What compelled you to write about the history of miscarriages?
I started researching this book, now, about 17 years ago when I had the miscarriage. It really made me feel better to start thinking through this. I know, as a historian, that before the 20th century, women didn’t think about early pregnancy in the same way they do now. They thought of it as a suspicion, that you could be pregnant, but not being certain about it, looking for symptoms.
But then, if you had a late menstrual period, and even if it was a crampy, heavy one, if you didn’t see the form of a child in it, then women would attribute it to either sickness or just a late period or a pregnancy that had sort of begun, that the materials had never really come together into a child.

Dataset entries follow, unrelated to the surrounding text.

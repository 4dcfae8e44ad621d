//! CLI command definitions and handlers

mod analyze;
mod init;
mod recommend;

use crate::config::UserConfig;
use crate::reporters::OutputFormat;
use anyhow::{Context, Result};
use clap::{Parser, Subcommand};
use std::path::{Path, PathBuf};

/// draftscope - corpus-aware writing assistant
///
/// Works offline. A model API key only sharpens the suggestions.
#[derive(Parser, Debug)]
#[command(name = "draftscope")]
#[command(
    version,
    about = "Corpus-aware writing assistant: phrase suggestions, weak sentences and a draft score",
    long_about = "draftscope mines your past posts for topics and keywords, flags long or \
generic sentences in a draft, asks a language model to refine phrase suggestions, \
and scores the draft on relevance, readability and fit with your preferred topics.\n\n\
Without an API key it runs fully offline and suggests your corpus keywords.",
    after_help = "\
Examples:
  draftscope recommend draft.md                          Recommend phrases for a draft
  cat draft.md | draftscope recommend -                  Read the draft from stdin
  draftscope recommend draft.md --format json            JSON output for editor plugins
  draftscope recommend draft.md --profile '{\"preferred_topics\": [\"seo\"]}'
  draftscope analyze --corpus past_texts.json            Analyze your past posts
  draftscope init                                        Write an example config"
)]
pub struct Cli {
    /// Log level (error, warn, info, debug, trace)
    #[arg(long, global = true, default_value = "warn", value_parser = ["error", "warn", "info", "debug", "trace"])]
    pub log_level: String,

    /// Config file (default: ~/.config/draftscope/config.toml)
    #[arg(long, global = true, env = "DRAFTSCOPE_CONFIG")]
    pub config: Option<PathBuf>,

    #[command(subcommand)]
    pub command: Commands,
}

#[derive(Subcommand, Debug)]
pub enum Commands {
    /// Suggest phrases for a draft, flag weak sentences and score it
    Recommend {
        /// Draft file, or '-' to read from stdin
        draft: String,

        /// Past texts: a JSON array of strings
        #[arg(long, default_value = crate::corpus::DEFAULT_CORPUS_FILE)]
        corpus: PathBuf,

        /// User profile as a JSON object, or a path to a JSON file
        #[arg(long)]
        profile: Option<String>,

        /// Text around the editor cursor
        #[arg(long, default_value = "")]
        cursor_context: String,

        /// Output format: text, json
        #[arg(long, short = 'f', default_value = "text", value_parser = ["text", "json"])]
        format: String,

        /// Output file path (default: stdout)
        #[arg(long, short = 'o')]
        output: Option<PathBuf>,

        /// Never call a model API, even when a key is configured
        #[arg(long)]
        offline: bool,
    },

    /// Analyze past texts: sentiment, topics, keywords and readability
    Analyze {
        /// Text files to analyze in addition to the corpus
        files: Vec<PathBuf>,

        /// Past texts: a JSON array of strings
        #[arg(long, default_value = crate::corpus::DEFAULT_CORPUS_FILE)]
        corpus: PathBuf,

        /// Output format: text, json
        #[arg(long, short = 'f', default_value = "text", value_parser = ["text", "json"])]
        format: String,

        /// Output file path (default: stdout)
        #[arg(long, short = 'o')]
        output: Option<PathBuf>,
    },

    /// Create the user config file with example settings
    Init {
        /// Write to this path instead of the user config directory
        #[arg(long)]
        path: Option<PathBuf>,
    },
}

/// Run the CLI with parsed arguments
pub fn run(cli: Cli) -> Result<()> {
    match cli.command {
        Commands::Init { path } => init::run(path.as_deref()),

        Commands::Recommend {
            draft,
            corpus,
            profile,
            cursor_context,
            format,
            output,
            offline,
        } => {
            let config = load_config(cli.config.as_deref())?;
            recommend::run(
                &config,
                &draft,
                &corpus,
                profile.as_deref(),
                &cursor_context,
                format.parse()?,
                output.as_deref(),
                offline,
            )
        }

        Commands::Analyze {
            files,
            corpus,
            format,
            output,
        } => {
            let config = load_config(cli.config.as_deref())?;
            analyze::run(&config, &files, &corpus, format.parse()?, output.as_deref())
        }
    }
}

fn load_config(path: Option<&Path>) -> Result<UserConfig> {
    match path {
        Some(path) => UserConfig::load_from(path),
        None => UserConfig::load(),
    }
}

/// Print to stdout, or write to `output` when given
fn emit(rendered: &str, output: Option<&Path>, format: OutputFormat) -> Result<()> {
    match output {
        Some(path) => {
            std::fs::write(path, rendered)
                .with_context(|| format!("Failed to write {}", path.display()))?;
            eprintln!(
                "{} Wrote {} report to {}",
                console::style("✓").green(),
                format,
                console::style(path.display()).cyan()
            );
        }
        None => println!("{}", rendered),
    }
    Ok(())
}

I thought, why can’t I think about my pregnancies that way, too? In some ways, we know a lot now. We know a lot about embryology. But we’ve lost a lot of really important knowledge about how often embryos don’t actually succeed and aren’t actually viable.
And then, I wanted to know, how did we come to such a different understanding? And how did we, in the process of learning so much science and medicine, actually lose a key piece of knowledge about how uncertain early pregnancy is?
So, how did we lose that key piece of knowledge?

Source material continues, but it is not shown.